#### Exercise instructions:
Please copy out all lines of the entries that contain the word "outcome".

•••

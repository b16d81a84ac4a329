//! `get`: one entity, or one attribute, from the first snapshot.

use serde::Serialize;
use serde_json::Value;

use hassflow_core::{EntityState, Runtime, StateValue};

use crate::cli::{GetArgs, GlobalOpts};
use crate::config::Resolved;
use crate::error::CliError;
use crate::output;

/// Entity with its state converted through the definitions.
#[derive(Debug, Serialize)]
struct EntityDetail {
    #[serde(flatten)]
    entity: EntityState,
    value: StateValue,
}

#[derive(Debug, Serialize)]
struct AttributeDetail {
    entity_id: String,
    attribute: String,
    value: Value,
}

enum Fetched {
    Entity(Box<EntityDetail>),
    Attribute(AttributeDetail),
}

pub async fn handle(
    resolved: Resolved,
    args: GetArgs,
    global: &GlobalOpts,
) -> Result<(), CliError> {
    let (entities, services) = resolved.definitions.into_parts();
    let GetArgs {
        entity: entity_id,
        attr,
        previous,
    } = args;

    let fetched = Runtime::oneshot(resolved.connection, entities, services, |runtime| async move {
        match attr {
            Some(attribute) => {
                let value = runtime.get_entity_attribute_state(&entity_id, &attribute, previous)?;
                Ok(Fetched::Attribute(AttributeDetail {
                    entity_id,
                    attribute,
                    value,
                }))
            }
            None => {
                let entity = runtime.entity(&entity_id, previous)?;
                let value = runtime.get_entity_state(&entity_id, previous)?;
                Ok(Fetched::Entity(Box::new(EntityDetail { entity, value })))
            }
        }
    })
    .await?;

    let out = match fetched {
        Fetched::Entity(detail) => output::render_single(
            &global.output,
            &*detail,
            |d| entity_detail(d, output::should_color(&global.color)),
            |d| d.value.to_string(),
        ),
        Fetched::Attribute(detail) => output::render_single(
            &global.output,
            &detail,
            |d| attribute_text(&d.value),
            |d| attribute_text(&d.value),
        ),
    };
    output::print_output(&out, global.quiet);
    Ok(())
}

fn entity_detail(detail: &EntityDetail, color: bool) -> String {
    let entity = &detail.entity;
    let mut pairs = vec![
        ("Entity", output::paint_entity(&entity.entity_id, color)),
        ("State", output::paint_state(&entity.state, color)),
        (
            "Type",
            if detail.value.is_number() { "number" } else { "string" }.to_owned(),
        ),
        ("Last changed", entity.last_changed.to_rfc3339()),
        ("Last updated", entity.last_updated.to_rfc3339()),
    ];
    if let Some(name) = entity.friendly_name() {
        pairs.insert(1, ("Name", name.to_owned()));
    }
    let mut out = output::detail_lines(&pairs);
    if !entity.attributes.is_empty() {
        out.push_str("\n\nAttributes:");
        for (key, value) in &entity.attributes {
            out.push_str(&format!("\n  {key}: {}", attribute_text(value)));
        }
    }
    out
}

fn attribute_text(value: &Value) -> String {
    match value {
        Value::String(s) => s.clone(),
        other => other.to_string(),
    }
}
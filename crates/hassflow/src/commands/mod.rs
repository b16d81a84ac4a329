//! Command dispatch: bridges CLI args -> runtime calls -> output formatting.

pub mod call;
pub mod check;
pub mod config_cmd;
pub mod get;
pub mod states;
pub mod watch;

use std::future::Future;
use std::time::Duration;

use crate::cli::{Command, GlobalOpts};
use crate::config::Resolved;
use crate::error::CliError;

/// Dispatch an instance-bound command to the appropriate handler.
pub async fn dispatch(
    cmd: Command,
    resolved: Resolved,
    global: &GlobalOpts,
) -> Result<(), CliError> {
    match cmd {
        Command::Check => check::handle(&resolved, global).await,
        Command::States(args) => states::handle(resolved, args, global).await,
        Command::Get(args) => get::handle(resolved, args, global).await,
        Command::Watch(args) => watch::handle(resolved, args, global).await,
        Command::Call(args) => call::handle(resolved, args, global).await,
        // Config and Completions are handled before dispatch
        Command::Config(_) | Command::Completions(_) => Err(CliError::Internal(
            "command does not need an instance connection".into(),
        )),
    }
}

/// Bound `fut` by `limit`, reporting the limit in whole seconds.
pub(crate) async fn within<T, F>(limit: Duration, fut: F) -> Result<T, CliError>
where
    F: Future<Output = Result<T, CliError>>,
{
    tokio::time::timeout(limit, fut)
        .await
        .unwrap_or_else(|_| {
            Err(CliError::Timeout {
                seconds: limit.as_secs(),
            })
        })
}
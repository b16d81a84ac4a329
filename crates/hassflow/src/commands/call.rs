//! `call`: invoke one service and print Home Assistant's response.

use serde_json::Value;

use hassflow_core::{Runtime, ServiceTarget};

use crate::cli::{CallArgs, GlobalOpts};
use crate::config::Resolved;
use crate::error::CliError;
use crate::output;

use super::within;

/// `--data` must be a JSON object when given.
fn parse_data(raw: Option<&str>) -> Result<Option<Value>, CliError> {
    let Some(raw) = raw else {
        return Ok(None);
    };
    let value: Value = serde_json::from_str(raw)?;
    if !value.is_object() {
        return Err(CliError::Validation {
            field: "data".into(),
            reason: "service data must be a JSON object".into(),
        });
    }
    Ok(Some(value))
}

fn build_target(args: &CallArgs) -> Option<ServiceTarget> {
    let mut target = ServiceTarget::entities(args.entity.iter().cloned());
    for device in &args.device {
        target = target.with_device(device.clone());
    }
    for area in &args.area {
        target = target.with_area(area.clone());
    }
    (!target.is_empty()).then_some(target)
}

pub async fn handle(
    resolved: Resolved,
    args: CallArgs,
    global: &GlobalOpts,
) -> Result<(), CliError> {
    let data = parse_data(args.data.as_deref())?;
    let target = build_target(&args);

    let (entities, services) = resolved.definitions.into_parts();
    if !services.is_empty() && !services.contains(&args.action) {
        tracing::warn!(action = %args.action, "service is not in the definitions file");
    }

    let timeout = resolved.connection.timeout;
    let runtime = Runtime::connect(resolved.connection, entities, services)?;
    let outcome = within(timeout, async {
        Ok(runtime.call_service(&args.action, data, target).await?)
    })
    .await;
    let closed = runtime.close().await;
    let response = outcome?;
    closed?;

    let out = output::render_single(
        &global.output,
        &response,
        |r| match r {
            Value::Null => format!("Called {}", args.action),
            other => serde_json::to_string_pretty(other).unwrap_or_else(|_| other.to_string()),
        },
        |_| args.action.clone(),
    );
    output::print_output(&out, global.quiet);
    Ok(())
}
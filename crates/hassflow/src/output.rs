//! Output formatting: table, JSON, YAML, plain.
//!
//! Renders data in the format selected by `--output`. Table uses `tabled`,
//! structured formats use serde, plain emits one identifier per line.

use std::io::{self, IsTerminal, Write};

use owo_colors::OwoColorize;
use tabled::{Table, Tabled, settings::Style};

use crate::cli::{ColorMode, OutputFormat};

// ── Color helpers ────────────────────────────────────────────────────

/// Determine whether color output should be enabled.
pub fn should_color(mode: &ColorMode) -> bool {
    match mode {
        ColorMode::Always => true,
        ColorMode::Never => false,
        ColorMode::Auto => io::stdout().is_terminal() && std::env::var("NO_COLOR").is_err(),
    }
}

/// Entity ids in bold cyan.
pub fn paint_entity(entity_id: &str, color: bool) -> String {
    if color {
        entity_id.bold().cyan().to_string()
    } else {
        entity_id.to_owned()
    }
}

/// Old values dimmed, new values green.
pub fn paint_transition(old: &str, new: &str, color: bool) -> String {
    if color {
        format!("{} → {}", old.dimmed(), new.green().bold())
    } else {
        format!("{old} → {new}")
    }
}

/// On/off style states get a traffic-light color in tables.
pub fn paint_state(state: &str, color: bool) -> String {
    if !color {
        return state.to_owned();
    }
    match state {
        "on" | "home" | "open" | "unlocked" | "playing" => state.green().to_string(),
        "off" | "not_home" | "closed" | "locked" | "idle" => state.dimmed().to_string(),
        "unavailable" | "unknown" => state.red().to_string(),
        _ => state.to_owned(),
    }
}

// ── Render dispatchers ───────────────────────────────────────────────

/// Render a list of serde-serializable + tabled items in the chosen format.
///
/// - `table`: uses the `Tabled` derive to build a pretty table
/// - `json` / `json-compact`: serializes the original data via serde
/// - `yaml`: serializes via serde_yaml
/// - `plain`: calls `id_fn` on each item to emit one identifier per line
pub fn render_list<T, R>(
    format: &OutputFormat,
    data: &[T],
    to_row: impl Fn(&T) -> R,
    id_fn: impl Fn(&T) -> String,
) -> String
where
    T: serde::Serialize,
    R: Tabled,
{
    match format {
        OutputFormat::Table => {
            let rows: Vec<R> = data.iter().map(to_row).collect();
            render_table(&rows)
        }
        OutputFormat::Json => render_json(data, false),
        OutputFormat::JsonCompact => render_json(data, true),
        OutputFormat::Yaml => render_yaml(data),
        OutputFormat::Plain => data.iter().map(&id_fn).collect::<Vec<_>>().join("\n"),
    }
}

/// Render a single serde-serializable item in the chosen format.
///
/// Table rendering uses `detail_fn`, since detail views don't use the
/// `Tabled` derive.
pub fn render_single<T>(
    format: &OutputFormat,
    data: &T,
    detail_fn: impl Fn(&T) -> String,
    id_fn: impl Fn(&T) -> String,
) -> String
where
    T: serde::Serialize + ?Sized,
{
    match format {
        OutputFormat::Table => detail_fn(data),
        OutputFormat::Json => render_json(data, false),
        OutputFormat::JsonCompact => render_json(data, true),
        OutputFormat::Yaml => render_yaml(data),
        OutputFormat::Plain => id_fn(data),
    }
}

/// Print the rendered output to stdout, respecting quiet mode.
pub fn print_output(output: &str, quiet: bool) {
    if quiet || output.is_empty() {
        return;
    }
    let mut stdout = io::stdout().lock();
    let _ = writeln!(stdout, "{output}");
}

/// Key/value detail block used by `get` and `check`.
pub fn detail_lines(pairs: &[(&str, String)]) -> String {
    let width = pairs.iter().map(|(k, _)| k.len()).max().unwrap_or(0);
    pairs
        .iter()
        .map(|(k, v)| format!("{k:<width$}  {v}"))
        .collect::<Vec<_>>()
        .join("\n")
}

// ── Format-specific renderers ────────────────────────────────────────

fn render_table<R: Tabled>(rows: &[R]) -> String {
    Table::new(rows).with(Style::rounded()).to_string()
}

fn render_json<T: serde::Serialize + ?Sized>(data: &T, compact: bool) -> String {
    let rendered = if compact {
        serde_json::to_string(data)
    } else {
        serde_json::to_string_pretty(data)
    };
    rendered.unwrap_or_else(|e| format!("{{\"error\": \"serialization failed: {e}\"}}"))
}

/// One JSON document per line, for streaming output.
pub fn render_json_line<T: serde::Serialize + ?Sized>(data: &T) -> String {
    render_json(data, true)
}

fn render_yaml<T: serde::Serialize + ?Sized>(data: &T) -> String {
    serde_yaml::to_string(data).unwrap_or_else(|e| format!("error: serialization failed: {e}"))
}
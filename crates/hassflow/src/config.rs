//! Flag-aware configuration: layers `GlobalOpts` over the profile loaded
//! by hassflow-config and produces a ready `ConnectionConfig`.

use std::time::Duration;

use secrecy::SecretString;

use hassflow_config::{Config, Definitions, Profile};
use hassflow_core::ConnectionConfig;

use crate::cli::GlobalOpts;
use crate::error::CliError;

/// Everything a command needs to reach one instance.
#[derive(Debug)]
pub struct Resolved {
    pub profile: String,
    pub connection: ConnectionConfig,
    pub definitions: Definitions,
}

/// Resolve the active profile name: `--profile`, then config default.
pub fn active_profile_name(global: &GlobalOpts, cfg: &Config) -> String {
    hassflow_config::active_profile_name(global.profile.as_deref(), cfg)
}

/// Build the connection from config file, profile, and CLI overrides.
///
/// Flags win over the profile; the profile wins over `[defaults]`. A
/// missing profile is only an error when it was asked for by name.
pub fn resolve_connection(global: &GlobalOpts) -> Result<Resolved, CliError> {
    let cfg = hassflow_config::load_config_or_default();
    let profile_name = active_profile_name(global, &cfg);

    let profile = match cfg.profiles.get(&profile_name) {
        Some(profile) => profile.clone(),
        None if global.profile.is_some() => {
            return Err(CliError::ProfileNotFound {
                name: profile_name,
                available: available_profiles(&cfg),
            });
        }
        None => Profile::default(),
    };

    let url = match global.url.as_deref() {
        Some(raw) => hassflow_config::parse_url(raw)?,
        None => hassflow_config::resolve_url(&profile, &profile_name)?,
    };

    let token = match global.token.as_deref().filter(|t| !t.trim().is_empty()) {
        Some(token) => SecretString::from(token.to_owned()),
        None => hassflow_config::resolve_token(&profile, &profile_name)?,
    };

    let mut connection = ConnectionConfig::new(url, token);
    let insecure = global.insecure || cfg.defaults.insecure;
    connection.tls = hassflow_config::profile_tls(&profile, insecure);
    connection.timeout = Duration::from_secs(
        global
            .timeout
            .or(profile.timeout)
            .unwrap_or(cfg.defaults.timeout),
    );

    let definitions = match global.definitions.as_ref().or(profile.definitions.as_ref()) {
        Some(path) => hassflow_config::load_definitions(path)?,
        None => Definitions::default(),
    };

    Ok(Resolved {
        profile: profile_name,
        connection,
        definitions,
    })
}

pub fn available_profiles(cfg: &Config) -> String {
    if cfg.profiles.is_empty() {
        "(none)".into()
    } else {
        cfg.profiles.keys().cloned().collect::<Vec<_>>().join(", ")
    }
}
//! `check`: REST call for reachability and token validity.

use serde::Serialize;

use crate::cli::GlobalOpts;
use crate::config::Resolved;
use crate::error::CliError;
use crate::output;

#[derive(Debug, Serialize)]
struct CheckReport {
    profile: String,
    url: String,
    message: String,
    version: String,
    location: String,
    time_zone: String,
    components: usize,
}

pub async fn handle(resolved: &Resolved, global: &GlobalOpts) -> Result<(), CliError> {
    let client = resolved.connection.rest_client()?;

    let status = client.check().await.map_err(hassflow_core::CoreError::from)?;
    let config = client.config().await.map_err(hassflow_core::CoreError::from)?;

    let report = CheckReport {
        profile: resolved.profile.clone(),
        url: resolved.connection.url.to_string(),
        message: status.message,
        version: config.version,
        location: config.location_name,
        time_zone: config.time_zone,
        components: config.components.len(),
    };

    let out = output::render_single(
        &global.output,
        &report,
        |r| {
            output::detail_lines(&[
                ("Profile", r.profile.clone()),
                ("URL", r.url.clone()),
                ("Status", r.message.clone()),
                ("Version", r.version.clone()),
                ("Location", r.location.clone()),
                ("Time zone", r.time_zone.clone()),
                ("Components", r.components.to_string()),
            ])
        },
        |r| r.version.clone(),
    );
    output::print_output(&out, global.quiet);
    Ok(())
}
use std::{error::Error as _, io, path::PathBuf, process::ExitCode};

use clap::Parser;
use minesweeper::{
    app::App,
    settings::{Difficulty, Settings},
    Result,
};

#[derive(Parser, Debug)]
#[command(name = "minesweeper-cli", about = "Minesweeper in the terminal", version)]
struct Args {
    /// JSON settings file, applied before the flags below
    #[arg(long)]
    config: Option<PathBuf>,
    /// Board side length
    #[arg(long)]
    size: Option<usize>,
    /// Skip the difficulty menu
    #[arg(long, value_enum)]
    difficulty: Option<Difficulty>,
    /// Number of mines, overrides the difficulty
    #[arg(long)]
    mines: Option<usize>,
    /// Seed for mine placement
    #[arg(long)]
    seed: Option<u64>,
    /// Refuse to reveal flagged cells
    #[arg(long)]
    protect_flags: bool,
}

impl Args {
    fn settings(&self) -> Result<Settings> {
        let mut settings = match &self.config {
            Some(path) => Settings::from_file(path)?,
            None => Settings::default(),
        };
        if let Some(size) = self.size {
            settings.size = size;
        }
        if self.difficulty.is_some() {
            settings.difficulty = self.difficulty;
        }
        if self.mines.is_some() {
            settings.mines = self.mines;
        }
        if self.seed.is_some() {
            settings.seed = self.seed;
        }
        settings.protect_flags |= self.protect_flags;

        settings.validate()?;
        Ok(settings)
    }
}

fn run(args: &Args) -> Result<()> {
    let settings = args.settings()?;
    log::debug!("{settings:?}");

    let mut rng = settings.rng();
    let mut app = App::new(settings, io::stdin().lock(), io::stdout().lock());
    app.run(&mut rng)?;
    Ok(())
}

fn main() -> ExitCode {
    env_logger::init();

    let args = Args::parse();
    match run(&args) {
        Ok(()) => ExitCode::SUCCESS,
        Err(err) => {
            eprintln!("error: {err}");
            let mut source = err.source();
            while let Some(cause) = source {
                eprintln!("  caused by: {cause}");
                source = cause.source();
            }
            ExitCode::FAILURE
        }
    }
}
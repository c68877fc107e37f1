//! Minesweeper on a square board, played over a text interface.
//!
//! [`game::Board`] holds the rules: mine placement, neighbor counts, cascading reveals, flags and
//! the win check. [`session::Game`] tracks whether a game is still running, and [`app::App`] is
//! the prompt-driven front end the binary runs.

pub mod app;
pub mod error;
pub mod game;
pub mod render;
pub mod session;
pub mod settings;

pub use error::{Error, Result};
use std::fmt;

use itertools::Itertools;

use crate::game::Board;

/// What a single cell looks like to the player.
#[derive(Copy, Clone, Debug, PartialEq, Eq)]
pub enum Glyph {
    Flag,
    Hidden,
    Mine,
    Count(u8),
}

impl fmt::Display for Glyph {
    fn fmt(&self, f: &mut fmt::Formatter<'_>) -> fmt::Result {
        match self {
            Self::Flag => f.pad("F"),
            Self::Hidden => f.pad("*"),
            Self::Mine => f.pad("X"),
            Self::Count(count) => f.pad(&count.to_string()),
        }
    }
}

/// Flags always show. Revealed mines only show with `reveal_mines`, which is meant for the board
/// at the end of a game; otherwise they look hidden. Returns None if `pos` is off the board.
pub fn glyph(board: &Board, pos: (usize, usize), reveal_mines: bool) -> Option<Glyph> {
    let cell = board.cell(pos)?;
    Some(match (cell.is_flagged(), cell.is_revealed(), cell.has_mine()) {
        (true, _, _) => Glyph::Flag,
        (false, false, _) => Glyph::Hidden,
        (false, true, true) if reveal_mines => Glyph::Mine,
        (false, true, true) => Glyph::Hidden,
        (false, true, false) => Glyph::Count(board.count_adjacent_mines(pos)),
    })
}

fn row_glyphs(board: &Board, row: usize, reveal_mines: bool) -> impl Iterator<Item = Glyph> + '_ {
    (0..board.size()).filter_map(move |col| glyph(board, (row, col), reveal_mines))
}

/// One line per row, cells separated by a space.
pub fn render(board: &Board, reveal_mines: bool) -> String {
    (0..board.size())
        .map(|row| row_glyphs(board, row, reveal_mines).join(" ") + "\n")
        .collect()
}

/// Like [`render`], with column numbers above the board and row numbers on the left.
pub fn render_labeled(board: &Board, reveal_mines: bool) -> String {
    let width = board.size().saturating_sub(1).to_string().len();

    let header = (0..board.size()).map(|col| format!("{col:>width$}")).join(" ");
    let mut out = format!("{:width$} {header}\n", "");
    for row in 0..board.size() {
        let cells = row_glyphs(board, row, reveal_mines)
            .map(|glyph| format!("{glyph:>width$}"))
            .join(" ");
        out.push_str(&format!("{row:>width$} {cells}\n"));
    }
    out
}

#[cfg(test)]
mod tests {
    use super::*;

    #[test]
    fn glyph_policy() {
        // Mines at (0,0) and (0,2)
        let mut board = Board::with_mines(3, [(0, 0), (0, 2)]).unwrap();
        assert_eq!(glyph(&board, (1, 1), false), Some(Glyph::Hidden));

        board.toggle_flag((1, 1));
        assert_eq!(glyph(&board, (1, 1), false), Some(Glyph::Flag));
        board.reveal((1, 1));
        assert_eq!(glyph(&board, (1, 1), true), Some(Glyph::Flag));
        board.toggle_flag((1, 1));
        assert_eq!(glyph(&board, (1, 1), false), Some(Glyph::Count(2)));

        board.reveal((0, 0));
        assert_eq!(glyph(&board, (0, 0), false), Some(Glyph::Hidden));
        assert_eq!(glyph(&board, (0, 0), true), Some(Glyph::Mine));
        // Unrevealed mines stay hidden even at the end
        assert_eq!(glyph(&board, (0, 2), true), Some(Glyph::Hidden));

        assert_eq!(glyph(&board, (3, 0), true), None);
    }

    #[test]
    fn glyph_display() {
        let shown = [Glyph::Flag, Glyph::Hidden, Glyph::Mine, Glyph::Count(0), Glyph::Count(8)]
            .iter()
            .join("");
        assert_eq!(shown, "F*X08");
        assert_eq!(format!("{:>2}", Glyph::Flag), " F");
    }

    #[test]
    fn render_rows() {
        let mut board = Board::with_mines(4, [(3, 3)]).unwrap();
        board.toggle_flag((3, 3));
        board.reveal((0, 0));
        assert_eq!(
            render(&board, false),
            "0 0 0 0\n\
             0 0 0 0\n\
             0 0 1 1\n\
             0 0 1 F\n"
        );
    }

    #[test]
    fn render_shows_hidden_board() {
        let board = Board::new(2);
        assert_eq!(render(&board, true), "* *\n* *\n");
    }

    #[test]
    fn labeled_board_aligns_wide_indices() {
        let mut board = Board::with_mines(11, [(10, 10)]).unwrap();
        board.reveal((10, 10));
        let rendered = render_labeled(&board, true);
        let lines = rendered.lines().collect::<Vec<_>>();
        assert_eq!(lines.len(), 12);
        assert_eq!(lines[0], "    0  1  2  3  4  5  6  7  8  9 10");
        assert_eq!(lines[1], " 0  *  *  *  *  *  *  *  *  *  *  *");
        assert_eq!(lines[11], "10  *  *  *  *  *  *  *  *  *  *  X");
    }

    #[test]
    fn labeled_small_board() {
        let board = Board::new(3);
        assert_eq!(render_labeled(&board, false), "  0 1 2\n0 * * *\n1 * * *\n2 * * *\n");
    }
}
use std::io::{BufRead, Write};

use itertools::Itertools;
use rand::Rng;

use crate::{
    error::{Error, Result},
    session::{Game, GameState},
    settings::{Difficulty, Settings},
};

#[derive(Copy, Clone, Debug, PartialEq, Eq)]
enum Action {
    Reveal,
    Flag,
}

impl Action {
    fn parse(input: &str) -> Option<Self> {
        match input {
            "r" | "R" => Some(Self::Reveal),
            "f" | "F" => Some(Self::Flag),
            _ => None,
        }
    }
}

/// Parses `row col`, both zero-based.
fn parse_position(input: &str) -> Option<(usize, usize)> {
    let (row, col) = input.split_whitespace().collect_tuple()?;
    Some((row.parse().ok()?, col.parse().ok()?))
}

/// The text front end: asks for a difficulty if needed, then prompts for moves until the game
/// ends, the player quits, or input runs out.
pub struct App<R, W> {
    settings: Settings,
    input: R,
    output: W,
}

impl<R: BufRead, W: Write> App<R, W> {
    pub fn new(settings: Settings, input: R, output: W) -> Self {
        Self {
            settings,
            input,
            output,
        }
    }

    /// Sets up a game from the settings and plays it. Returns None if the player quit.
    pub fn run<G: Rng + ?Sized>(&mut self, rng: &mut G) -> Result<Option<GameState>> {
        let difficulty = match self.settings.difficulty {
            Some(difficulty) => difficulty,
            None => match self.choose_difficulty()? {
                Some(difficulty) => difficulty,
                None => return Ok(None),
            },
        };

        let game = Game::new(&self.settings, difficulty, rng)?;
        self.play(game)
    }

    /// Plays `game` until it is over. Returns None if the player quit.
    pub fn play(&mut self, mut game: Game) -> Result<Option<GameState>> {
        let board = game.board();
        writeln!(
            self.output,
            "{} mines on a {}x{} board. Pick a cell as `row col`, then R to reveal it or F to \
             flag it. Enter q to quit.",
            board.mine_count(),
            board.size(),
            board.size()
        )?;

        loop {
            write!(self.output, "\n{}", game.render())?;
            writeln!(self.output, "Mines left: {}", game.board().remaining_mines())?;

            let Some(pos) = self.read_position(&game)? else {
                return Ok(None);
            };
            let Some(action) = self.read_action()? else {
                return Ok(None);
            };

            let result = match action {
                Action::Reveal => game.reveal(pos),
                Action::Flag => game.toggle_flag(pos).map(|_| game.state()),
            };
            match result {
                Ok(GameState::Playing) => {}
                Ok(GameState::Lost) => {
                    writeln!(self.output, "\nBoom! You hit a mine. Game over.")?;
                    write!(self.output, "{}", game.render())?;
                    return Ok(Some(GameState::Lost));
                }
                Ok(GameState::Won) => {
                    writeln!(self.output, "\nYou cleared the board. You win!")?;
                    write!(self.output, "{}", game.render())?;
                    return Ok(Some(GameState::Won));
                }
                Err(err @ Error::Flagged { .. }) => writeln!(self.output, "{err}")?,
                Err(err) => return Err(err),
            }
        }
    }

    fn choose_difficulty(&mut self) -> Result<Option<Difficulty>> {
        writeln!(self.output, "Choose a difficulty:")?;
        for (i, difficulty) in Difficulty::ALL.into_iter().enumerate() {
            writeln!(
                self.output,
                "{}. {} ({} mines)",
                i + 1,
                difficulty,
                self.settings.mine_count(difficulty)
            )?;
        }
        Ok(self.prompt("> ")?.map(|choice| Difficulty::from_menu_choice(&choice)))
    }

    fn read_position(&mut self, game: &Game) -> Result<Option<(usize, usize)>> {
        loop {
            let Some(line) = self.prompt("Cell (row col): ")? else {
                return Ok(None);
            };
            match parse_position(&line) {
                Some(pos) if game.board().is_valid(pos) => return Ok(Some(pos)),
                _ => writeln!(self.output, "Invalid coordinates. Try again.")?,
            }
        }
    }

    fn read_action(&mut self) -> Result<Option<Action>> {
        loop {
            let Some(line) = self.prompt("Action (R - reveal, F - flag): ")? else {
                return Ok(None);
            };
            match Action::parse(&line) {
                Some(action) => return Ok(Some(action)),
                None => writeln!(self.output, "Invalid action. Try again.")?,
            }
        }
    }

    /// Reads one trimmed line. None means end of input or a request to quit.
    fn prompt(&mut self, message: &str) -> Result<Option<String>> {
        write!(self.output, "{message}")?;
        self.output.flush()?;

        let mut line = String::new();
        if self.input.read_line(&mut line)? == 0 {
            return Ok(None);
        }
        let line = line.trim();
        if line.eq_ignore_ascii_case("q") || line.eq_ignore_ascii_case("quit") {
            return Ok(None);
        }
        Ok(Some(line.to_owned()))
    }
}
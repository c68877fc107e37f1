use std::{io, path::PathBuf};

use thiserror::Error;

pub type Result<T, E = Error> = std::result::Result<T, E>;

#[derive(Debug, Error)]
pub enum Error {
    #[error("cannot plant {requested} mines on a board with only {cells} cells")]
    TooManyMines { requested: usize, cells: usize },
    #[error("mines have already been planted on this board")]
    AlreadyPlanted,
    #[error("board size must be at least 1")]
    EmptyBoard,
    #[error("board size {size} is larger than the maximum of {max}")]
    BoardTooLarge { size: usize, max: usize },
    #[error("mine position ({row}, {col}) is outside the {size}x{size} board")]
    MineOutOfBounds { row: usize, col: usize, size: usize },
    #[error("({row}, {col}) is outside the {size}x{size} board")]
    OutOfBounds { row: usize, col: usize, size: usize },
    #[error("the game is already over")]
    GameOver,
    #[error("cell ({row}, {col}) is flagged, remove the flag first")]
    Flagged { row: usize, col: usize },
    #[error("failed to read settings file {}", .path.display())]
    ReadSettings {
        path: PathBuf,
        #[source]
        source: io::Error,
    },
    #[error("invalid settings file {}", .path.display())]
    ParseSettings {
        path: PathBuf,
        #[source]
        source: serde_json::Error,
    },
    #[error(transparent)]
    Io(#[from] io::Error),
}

•••

#### Problem solution:
    let outcome = within(timeout, async {
    let response = outcome?;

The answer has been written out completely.